We present a data-informed, highly personalized, probabilistic approach for the quantification of abdominal aortic aneurysm (AAA) rupture risk. Our novel framework builds upon a comprehensive database of tensile test results that were carried out on 305 AAA tissue samples from 139 patients, as well as corresponding non-invasively and clinically accessible patient-specific data. Based on this, a multivariate regression model is created to obtain a probabilistic description of personalized vessel wall properties associated with a prospective AAA patient.
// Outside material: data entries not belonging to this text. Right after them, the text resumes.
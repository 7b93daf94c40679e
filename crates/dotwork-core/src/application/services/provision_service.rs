//! Provision Service - main application orchestrator.
//!
//! This service owns the instance lifecycle:
//! 1. Create an instance directory from a template (with rollback)
//! 2. Reconcile an existing instance with its (possibly changed) template
//! 3. Reconcile many instances in sequence, with progress and cancellation
//! 4. Find, load and delete instances by their on-disk record
//!
//! ## Reconciliation decision table
//!
//! Evaluated per template file, in order:
//!
//! | Condition                                                  | Status      | Reason      |
//! |------------------------------------------------------------|-------------|-------------|
//! | template file unreadable                                   | `Error`     | read-failed |
//! | destination bytes equal the template file or its rendering | `Unchanged` | same-hash   |
//! | dry run                                                    | `Skipped`   | dry-run     |
//! | write succeeded                                            | `Replaced`  | success     |
//! | write failed                                               | `Error`     | write-failed|
//!
//! Files in the instance that the template does not have are never touched
//! in [`ReconcileMode::Overlay`]. [`ReconcileMode::Replace`] removes every
//! instance file except the record before recopying.

use std::collections::HashSet;
use std::path::{Path, PathBuf};
use tracing::{debug, info, instrument, warn};

use crate::{
    application::{
        ApplicationError, CancellationToken,
        ports::{BackupStore, FileRenderer, Filesystem, RenderOutcome, TemplateRepository},
        services::template_service::find_template,
    },
    domain::{
        BatchFailure, BatchProgress, BatchReport, DomainValidator as validator, FileReason,
        FileResult, FileStatus, METADATA_FILE_NAME, ProvisionResult, RelativePath,
        ServerInstance, Template, TemplateNode, TemplateTree, Variables,
    },
    error::{DotworkError, DotworkResult},
};

/// What reconciliation does with instance files the template lacks.
#[derive(Debug, Clone, Copy, PartialEq, Eq, Default)]
pub enum ReconcileMode {
    /// Overwrite changed files, leave everything else alone.
    #[default]
    Overlay,
    /// Delete every instance file except the record, then recopy.
    Replace,
}

/// Knobs for [`ProvisionService`].
#[derive(Debug, Clone, Copy, PartialEq, Eq)]
pub struct ProvisionOptions {
    /// Snapshot the instance before each non-dry reconciliation.
    pub auto_backup: bool,
    pub mode: ReconcileMode,
}

impl Default for ProvisionOptions {
    fn default() -> Self {
        Self {
            auto_backup: true,
            mode: ReconcileMode::Overlay,
        }
    }
}

/// Main provisioning service.
///
/// Orchestrates template lookup, rendering, writing and instance records.
pub struct ProvisionService {
    templates: Box<dyn TemplateRepository>,
    renderer: Box<dyn FileRenderer>,
    filesystem: Box<dyn Filesystem>,
    backups: Option<Box<dyn BackupStore>>,
    options: ProvisionOptions,
}

/// Which side of a copy failed.
enum CopyError {
    Read(DotworkError),
    Write(DotworkError),
}

impl CopyError {
    fn reason(&self) -> FileReason {
        match self {
            Self::Read(_) => FileReason::ReadFailed,
            Self::Write(_) => FileReason::WriteFailed,
        }
    }

    fn into_inner(self) -> DotworkError {
        match self {
            Self::Read(e) | Self::Write(e) => e,
        }
    }
}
We formulate a probabilistic rupture risk index that consistently incorporates the available statistical information and generalizes existing approaches. For the efficient evaluation of this index, a flexible Kriging-based surrogate model with an active training process is proposed. In a case-control study, the methodology is applied on a total of 36 retrospective, diameter matched asymptomatic (group 1, n = 18) and known symptomatic/ruptured (group 2, n = 18) cohort of AAA patients. Finally, we show its efficacy to discriminate between the two groups and demonstrate competitive performance in comparison to existing deterministic and probabilistic biomechanical indices.

Highlights

  • An abdominal aortic aneurysm (AAA) is a slowly progressing vascular disease, causing an enlargement of the infrarenal aorta and is considered pathological if the aortic diameter exceeds 30 mm [1]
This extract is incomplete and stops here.